Write every entry out again, unchanged.

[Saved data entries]

☆ ☆ ☆

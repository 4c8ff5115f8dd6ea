use crate::auth::auth::AuthUser;
use crate::auth::jwt::verify_token;
use crate::config::Config;
use crate::error::AppError;
use crate::model::role::Role;
use crate::models::TokenType;
use crate::service::api_key;
use actix_web::middleware::Next;
use actix_web::{
    Error, HttpMessage, ResponseError,
    body::BoxBody,
    dev::{ServiceRequest, ServiceResponse},
    web::Data,
};
use sqlx::MySqlPool;

pub const API_KEY_HEADER: &str = "X-API-Key";

fn reject(req: ServiceRequest, message: &str) -> Result<ServiceResponse<BoxBody>, Error> {
    let resp = AppError::Unauthorized(message.to_string()).error_response();
    Ok(req.into_response(resp))
}

/// Authenticates with a Bearer access token or an `X-API-Key` header.
pub async fn auth_middleware(
    req: ServiceRequest,
    next: Next<BoxBody>,
) -> Result<ServiceResponse<BoxBody>, Error> {
    let config = req
        .app_data::<Data<Config>>()
        .cloned()
        .ok_or_else(|| AppError::internal("App config missing"))?;

    if let Some(key) = req.headers().get(API_KEY_HEADER) {
        let key = match key.to_str() {
            Ok(k) => k.to_string(),
            Err(_) => return reject(req, "Invalid API key encoding"),
        };

        let pool = req
            .app_data::<Data<MySqlPool>>()
            .cloned()
            .ok_or_else(|| AppError::internal("Database pool missing"))?;

        return match api_key::authenticate(pool.get_ref(), &key).await {
            Ok(auth_user) => admit(req, next, auth_user).await,
            Err(AppError::Unauthorized(msg)) => reject(req, &msg),
            Err(e) => Ok(req.into_response(e.error_response())),
        };
    }

    let header_value = match req.headers().get("Authorization") {
        Some(h) => match h.to_str() {
            Ok(v) => v,
            Err(_) => return reject(req, "Invalid Authorization header encoding"),
        },
        None => return reject(req, "Missing Authorization header"),
    };

    let token = match header_value.strip_prefix("Bearer ") {
        Some(t) => t,
        None => return reject(req, "Authorization header must start with Bearer"),
    };

    let claims = match verify_token(token, &config.jwt_secret) {
        Ok(c) => c,
        Err(e) => {
            tracing::debug!(error = %e, "Token rejected");
            return reject(req, "Invalid or expired token");
        }
    };

    if claims.token_type != TokenType::Access {
        return reject(req, "Refresh tokens cannot access the API");
    }

    let role = match Role::from_id(claims.role) {
        Some(role) => role,
        None => return reject(req, "Invalid role"),
    };

    let auth_user = AuthUser {
        user_id: claims.user_id,
        username: claims.sub,
        role,
        employee_id: claims.employee_id,
        session_id: claims.sid,
        scopes: None,
    };

    admit(req, next, auth_user).await
}

/// Hands a resolved principal to the handler once its key scopes allow the method.
async fn admit(
    req: ServiceRequest,
    next: Next<BoxBody>,
    auth_user: AuthUser,
) -> Result<ServiceResponse<BoxBody>, Error> {
    if let Err(e) = auth_user.require_method_scope(req.method()) {
        tracing::debug!(user_id = auth_user.user_id, method = %req.method(), "API key scope denied");
        return Ok(req.into_response(e.error_response()));
    }
    req.extensions_mut().insert(auth_user);
    next.call(req).await
}

#[cfg(test)]
mod tests {
    use super::*;
    use crate::auth::jwt::{TokenSubject, generate_access_token, generate_refresh_token};
    use crate::model::api_key::ApiScope;
    use actix_web::{App, HttpResponse, http::StatusCode, middleware::from_fn, test, web};

    fn subject() -> TokenSubject {
        TokenSubject {
            user_id: 5,
            username: "hr.user".to_string(),
            role: Role::Hr.id(),
            employee_id: None,
            session_id: Some(1),
        }
    }

    async fn whoami(auth: AuthUser) -> HttpResponse {
        HttpResponse::Ok().body(auth.username)
    }

    macro_rules! app {
        () => {
            test::init_service(
                App::new()
                    .app_data(Data::new(Config::for_tests()))
                    .service(
                        web::scope("/api")
                            .wrap(from_fn(auth_middleware))
                            .route("/me", web::get().to(whoami)),
                    ),
            )
            .await
        };
    }

    #[actix_web::test]
    async fn missing_header_is_unauthorized() {
        let app = app!();
        let req = test::TestRequest::get().uri("/api/me").to_request();
        let resp = test::call_service(&app, req).await;
        assert_eq!(resp.status(), StatusCode::UNAUTHORIZED);
    }

    #[actix_web::test]
    async fn access_token_reaches_handler() {
        let app = app!();
        let token = generate_access_token(&subject(), &Config::for_tests().jwt_secret, 60).unwrap();

        let req = test::TestRequest::get()
            .uri("/api/me")
            .insert_header(("Authorization", format!("Bearer {}", token)))
            .to_request();
        let body = test::call_and_read_body(&app, req).await;
        assert_eq!(body, "hr.user");
    }

    #[actix_web::test]
    async fn refresh_token_is_not_an_access_token() {
        let app = app!();
        let (token, _) =
            generate_refresh_token(&subject(), &Config::for_tests().jwt_secret, 60).unwrap();

        let req = test::TestRequest::get()
            .uri("/api/me")
            .insert_header(("Authorization", format!("Bearer {}", token)))
            .to_request();
        let resp = test::call_service(&app, req).await;
        assert_eq!(resp.status(), StatusCode::UNAUTHORIZED);
    }

    #[actix_web::test]
    async fn malformed_scheme_is_rejected() {
        let app = app!();
        let req = test::TestRequest::get()
            .uri("/api/me")
            .insert_header(("Authorization", "Token abc"))
            .to_request();
        let resp = test::call_service(&app, req).await;
        assert_eq!(resp.status(), StatusCode::UNAUTHORIZED);
    }

    async fn as_read_only_key(req: ServiceRequest, next: Next<BoxBody>) -> Result<ServiceResponse<BoxBody>, Error> {
        let key_user = AuthUser {
            user_id: 9,
            username: "reporting".to_string(),
            role: Role::Hr,
            employee_id: None,
            session_id: None,
            scopes: Some(vec![ApiScope::Read]),
        };
        admit(req, next, key_user).await
    }

    #[actix_web::test]
    async fn read_only_key_is_refused_on_writes() {
        let app = test::init_service(
            App::new().service(
                web::scope("/api")
                    .wrap(from_fn(as_read_only_key))
                    .route("/me", web::get().to(whoami))
                    .route("/me", web::post().to(whoami)),
            ),
        )
        .await;

        let req = test::TestRequest::get().uri("/api/me").to_request();
        let body = test::call_and_read_body(&app, req).await;
        assert_eq!(body, "reporting");

        let req = test::TestRequest::post().uri("/api/me").to_request();
        let resp = test::call_service(&app, req).await;
        assert_eq!(resp.status(), StatusCode::FORBIDDEN);
    }
}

☆ ☆ ☆

Worked solution:
repository 4c8ff5115f8dd6ea
use crate::auth::auth::AuthUser;
use crate::auth::jwt::verify_token;
use crate::config::Config;
use crate::error::AppError;
use crate::model::role::Role;
use crate::models::TokenType;
use crate::service::api_key;
use actix_web::middleware::Next;
use actix_web::{
    Error, HttpMessage, ResponseError,
    body::BoxBody,
    dev::{ServiceRequest, ServiceResponse},
    web::Data,
};
use sqlx::MySqlPool;

pub const API_KEY_HEADER: &str = "X-API-Key";

fn reject(req: ServiceRequest, message: &str) -> Result<ServiceResponse<BoxBody>, Error> {
    let resp = AppError::Unauthorized(message.to_string()).error_response();
    Ok(req.into_response(resp))
}

/// Authenticates with a Bearer access token or an `X-API-Key` header.
pub async fn auth_middleware(
    req: ServiceRequest,
    next: Next<BoxBody>,
) -> Result<ServiceResponse<BoxBody>, Error> {
    let config = req
        .app_data::<Data<Config>>()
        .cloned()
        .ok_or_else(|| AppError::internal("App config missing"))?;

    if let Some(key) = req.headers().get(API_KEY_HEADER) {
        let key = match key.to_str() {
            Ok(k) => k.to_string(),
            Err(_) => return reject(req, "Invalid API key encoding"),
        };

        let pool = req
            .app_data::<Data<MySqlPool>>()
            .cloned()
            .ok_or_else(|| AppError::internal("Database pool missing"))?;

        return match api_key::authenticate(pool.get_ref(), &key).await {
            Ok(auth_user) => admit(req, next, auth_user).await,
            Err(AppError::Unauthorized(msg)) => reject(req, &msg),
            Err(e) => Ok(req.into_response(e.error_response())),
        };
    }

    let header_value = match req.headers().get("Authorization") {
        Some(h) => match h.to_str() {
            Ok(v) => v,
            Err(_) => return reject(req, "Invalid Authorization header encoding"),
        },
        None => return reject(req, "Missing Authorization header"),
    };

    let token = match header_value.strip_prefix("Bearer ") {
        Some(t) => t,
        None => return reject(req, "Authorization header must start with Bearer"),
    };

    let claims = match verify_token(token, &config.jwt_secret) {
        Ok(c) => c,
        Err(e) => {
            tracing::debug!(error = %e, "Token rejected");
            return reject(req, "Invalid or expired token");
        }
    };

    if claims.token_type != TokenType::Access {
        return reject(req, "Refresh tokens cannot access the API");
    }

    let role = match Role::from_id(claims.role) {
        Some(role) => role,
        None => return reject(req, "Invalid role"),
    };

    let auth_user = AuthUser {
        user_id: claims.user_id,
        username: claims.sub,
        role,
        employee_id: claims.employee_id,
        session_id: claims.sid,
        scopes: None,
    };

    admit(req, next, auth_user).await
}

/// Hands a resolved principal to the handler once its key scopes allow the method.
async fn admit(
    req: ServiceRequest,
    next: Next<BoxBody>,
    auth_user: AuthUser,
) -> Result<ServiceResponse<BoxBody>, Error> {
    if let Err(e) = auth_user.require_method_scope(req.method()) {
        tracing::debug!(user_id = auth_user.user_id, method = %req.method(), "API key scope denied");
        return Ok(req.into_response(e.error_response()));
    }
    req.extensions_mut().insert(auth_user);
    next.call(req).await
}

#[cfg(test)]
mod tests {
    use super::*;
    use crate::auth::jwt::{TokenSubject, generate_access_token, generate_refresh_token};
    use crate::model::api_key::ApiScope;
    use actix_web::{App, HttpResponse, http::StatusCode, middleware::from_fn, test, web};

    fn subject() -> TokenSubject {
        TokenSubject {
            user_id: 5,
            username: "hr.user".to_string(),
            role: Role::Hr.id(),
            employee_id: None,
            session_id: Some(1),
        }
    }

    async fn whoami(auth: AuthUser) -> HttpResponse {
        HttpResponse::Ok().body(auth.username)
    }

    macro_rules! app {
        () => {
            test::init_service(
                App::new()
                    .app_data(Data::new(Config::for_tests()))
                    .service(
                        web::scope("/api")
                            .wrap(from_fn(auth_middleware))
                            .route("/me", web::get().to(whoami)),
                    ),
            )
            .await
        };
    }

    #[actix_web::test]
    async fn missing_header_is_unauthorized() {
        let app = app!();
        let req = test::TestRequest::get().uri("/api/me").to_request();
        let resp = test::call_service(&app, req).await;
        assert_eq!(resp.status(), StatusCode::UNAUTHORIZED);
    }

    #[actix_web::test]
    async fn access_token_reaches_handler() {
        let app = app!();
        let token = generate_access_token(&subject(), &Config::for_tests().jwt_secret, 60).unwrap();

        let req = test::TestRequest::get()
            .uri("/api/me")
            .insert_header(("Authorization", format!("Bearer {}", token)))
            .to_request();
        let body = test::call_and_read_body(&app, req).await;
        assert_eq!(body, "hr.user");
    }

    #[actix_web::test]
    async fn refresh_token_is_not_an_access_token() {
        let app = app!();
        let (token, _) =
            generate_refresh_token(&subject(), &Config::for_tests().jwt_secret, 60).unwrap();

        let req = test::TestRequest::get()
            .uri("/api/me")
            .insert_header(("Authorization", format!("Bearer {}", token)))
            .to_request();
        let resp = test::call_service(&app, req).await;
        assert_eq!(resp.status(), StatusCode::UNAUTHORIZED);
    }

    #[actix_web::test]
    async fn malformed_scheme_is_rejected() {
        let app = app!();
        let req = test::TestRequest::get()
            .uri("/api/me")
            .insert_header(("Authorization", "Token abc"))
            .to_request();
        let resp = test::call_service(&app, req).await;
        assert_eq!(resp.status(), StatusCode::UNAUTHORIZED);
    }

    async fn as_read_only_key(req: ServiceRequest, next: Next<BoxBody>) -> Result<ServiceResponse<BoxBody>, Error> {
        let key_user = AuthUser {
            user_id: 9,
            username: "reporting".to_string(),
            role: Role::Hr,
            employee_id: None,
            session_id: None,
            scopes: Some(vec![ApiScope::Read]),
        };
        admit(req, next, key_user).await
    }

    #[actix_web::test]
    async fn read_only_key_is_refused_on_writes() {
        let app = test::init_service(
            App::new().service(
                web::scope("/api")
                    .wrap(from_fn(as_read_only_key))
                    .route("/me", web::get().to(whoami))
                    .route("/me", web::post().to(whoami)),
            ),
        )
        .await;

        let req = test::TestRequest::get().uri("/api/me").to_request();
        let body = test::call_and_read_body(&app, req).await;
        assert_eq!(body, "reporting");

        let req = test::TestRequest::post().uri("/api/me").to_request();
        let resp = test::call_service(&app, req).await;
        assert_eq!(resp.status(), StatusCode::FORBIDDEN);
    }
}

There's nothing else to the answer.